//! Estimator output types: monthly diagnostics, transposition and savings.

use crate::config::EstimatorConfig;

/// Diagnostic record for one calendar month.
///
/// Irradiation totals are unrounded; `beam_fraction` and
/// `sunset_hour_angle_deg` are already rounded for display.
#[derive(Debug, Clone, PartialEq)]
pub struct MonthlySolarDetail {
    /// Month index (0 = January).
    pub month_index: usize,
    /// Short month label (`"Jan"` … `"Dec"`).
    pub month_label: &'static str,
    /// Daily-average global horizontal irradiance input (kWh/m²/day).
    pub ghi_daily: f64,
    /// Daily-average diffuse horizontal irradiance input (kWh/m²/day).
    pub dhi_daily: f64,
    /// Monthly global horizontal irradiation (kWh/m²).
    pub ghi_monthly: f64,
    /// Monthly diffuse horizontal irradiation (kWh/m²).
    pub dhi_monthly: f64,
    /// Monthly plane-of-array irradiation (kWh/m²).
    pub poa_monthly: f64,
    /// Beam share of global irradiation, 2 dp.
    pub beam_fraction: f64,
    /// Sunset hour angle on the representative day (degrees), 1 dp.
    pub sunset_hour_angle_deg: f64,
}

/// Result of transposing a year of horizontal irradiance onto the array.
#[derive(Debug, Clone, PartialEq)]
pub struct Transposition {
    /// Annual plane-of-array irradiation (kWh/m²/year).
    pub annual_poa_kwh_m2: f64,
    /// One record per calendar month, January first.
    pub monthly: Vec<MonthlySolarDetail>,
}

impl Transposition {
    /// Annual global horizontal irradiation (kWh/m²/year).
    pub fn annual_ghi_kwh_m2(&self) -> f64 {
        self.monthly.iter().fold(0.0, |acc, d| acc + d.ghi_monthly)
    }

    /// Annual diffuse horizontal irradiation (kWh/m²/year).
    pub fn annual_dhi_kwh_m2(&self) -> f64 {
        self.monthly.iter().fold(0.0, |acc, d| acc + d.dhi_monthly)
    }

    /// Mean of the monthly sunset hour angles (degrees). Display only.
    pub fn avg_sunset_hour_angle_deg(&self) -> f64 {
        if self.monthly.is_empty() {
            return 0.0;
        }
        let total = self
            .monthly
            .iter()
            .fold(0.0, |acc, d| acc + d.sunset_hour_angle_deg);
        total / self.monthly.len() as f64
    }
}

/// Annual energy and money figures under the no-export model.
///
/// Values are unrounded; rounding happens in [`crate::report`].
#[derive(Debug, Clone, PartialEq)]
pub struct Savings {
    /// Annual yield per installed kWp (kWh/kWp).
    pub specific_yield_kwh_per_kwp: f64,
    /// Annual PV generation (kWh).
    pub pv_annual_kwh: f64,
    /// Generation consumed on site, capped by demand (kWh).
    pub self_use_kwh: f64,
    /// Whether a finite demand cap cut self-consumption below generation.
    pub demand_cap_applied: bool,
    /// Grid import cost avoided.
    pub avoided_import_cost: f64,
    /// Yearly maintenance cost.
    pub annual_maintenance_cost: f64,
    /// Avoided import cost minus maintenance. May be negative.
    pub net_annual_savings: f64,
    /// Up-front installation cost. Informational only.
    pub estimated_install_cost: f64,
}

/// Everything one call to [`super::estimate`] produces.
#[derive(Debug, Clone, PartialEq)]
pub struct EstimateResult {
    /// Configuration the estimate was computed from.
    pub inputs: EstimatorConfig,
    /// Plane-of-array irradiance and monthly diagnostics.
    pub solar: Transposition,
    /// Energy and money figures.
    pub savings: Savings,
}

_ _ _ _

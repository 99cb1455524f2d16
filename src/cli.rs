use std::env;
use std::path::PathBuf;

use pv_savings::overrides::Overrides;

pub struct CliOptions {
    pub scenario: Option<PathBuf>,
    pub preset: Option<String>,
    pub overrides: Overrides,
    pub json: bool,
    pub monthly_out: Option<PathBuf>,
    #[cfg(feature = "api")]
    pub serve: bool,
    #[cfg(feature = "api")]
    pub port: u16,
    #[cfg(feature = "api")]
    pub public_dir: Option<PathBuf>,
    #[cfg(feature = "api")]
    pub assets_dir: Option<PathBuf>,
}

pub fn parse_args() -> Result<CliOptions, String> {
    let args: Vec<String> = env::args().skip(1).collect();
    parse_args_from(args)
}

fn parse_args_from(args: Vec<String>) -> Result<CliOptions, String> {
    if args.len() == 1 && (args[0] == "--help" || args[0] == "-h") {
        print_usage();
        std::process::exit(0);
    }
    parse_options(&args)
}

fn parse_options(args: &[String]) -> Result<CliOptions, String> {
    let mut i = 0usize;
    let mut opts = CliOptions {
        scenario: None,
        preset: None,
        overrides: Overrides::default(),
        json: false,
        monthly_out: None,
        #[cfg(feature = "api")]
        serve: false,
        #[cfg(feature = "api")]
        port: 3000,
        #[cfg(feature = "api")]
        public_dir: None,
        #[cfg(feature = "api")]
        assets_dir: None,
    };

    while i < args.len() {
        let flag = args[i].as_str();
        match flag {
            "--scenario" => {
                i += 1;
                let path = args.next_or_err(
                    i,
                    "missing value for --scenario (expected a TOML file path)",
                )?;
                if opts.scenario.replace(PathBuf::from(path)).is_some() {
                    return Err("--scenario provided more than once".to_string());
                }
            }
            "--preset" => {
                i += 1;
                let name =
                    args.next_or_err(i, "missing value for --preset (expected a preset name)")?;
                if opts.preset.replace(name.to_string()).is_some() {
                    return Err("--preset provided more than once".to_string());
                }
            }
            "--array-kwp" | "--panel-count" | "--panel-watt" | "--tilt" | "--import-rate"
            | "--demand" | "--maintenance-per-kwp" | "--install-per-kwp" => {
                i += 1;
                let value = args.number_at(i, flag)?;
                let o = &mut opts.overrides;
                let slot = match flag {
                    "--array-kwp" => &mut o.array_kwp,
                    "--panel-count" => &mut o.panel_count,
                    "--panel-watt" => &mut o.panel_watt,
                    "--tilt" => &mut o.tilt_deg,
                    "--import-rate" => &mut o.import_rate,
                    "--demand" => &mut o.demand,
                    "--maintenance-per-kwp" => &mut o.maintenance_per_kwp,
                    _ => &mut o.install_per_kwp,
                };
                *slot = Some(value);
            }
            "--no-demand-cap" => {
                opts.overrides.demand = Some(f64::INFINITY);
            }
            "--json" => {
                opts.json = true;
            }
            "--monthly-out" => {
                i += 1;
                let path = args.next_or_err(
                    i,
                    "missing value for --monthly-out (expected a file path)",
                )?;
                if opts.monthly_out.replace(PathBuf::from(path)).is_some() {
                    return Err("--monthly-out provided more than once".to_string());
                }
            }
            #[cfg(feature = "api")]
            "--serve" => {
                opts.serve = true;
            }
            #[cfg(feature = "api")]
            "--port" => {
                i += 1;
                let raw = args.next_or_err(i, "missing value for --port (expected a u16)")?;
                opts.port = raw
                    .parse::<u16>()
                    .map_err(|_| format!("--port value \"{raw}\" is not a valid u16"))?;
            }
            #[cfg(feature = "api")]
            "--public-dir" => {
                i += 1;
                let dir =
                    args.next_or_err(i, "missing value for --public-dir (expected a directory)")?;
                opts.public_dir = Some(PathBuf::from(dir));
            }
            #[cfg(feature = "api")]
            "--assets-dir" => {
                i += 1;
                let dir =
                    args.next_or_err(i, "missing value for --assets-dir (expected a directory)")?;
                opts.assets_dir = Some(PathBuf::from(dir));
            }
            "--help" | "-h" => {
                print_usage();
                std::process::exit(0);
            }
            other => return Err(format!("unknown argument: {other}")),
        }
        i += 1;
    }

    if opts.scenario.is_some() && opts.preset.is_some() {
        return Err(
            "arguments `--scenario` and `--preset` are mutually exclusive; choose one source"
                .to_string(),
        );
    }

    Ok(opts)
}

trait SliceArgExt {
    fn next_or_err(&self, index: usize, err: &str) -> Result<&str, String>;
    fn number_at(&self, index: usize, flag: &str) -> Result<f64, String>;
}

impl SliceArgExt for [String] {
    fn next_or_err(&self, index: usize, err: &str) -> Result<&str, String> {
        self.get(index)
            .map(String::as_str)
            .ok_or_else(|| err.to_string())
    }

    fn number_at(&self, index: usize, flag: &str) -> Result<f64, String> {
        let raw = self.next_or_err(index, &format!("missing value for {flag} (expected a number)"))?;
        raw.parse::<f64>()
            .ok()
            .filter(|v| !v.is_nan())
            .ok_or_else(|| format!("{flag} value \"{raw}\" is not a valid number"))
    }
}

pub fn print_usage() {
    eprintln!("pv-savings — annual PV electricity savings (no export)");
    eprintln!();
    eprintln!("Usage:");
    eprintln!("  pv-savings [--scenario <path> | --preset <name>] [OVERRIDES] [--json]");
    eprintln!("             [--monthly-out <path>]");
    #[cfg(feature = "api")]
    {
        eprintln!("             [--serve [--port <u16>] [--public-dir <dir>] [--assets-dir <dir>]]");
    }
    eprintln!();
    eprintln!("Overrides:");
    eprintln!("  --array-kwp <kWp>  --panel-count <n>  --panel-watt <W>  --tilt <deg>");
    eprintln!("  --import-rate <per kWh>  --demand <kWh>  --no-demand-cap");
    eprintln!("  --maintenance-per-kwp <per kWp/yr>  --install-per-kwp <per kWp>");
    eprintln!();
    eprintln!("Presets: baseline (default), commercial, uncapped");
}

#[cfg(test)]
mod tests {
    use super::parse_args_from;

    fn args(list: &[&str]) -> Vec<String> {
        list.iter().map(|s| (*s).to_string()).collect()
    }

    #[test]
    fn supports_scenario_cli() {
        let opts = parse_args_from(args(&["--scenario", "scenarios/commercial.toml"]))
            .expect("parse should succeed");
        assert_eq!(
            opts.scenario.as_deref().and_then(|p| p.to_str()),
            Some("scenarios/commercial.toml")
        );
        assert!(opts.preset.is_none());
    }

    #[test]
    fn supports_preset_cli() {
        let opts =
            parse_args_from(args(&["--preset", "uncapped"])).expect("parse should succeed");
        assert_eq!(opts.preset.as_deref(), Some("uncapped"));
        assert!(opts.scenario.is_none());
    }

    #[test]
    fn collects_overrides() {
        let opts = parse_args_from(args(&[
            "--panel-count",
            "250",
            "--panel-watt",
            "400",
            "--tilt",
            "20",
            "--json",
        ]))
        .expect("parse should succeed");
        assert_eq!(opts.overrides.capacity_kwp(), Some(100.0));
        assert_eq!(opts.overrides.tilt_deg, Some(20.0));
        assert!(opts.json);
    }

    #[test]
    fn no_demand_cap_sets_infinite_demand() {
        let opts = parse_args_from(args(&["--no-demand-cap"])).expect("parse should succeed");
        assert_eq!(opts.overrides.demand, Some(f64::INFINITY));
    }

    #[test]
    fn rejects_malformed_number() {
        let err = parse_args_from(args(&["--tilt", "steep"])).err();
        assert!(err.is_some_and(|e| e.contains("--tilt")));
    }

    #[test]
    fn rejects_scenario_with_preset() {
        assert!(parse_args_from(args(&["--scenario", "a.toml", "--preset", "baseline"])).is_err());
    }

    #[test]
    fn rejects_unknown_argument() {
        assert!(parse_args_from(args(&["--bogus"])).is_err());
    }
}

_ _ _ _

## PROBLEM TO WORK ON
Each line that contains the string "json" counts once; report how many such lines the entries have, giving only the number.

## RESPONSE FOR THIS EXERCISE
7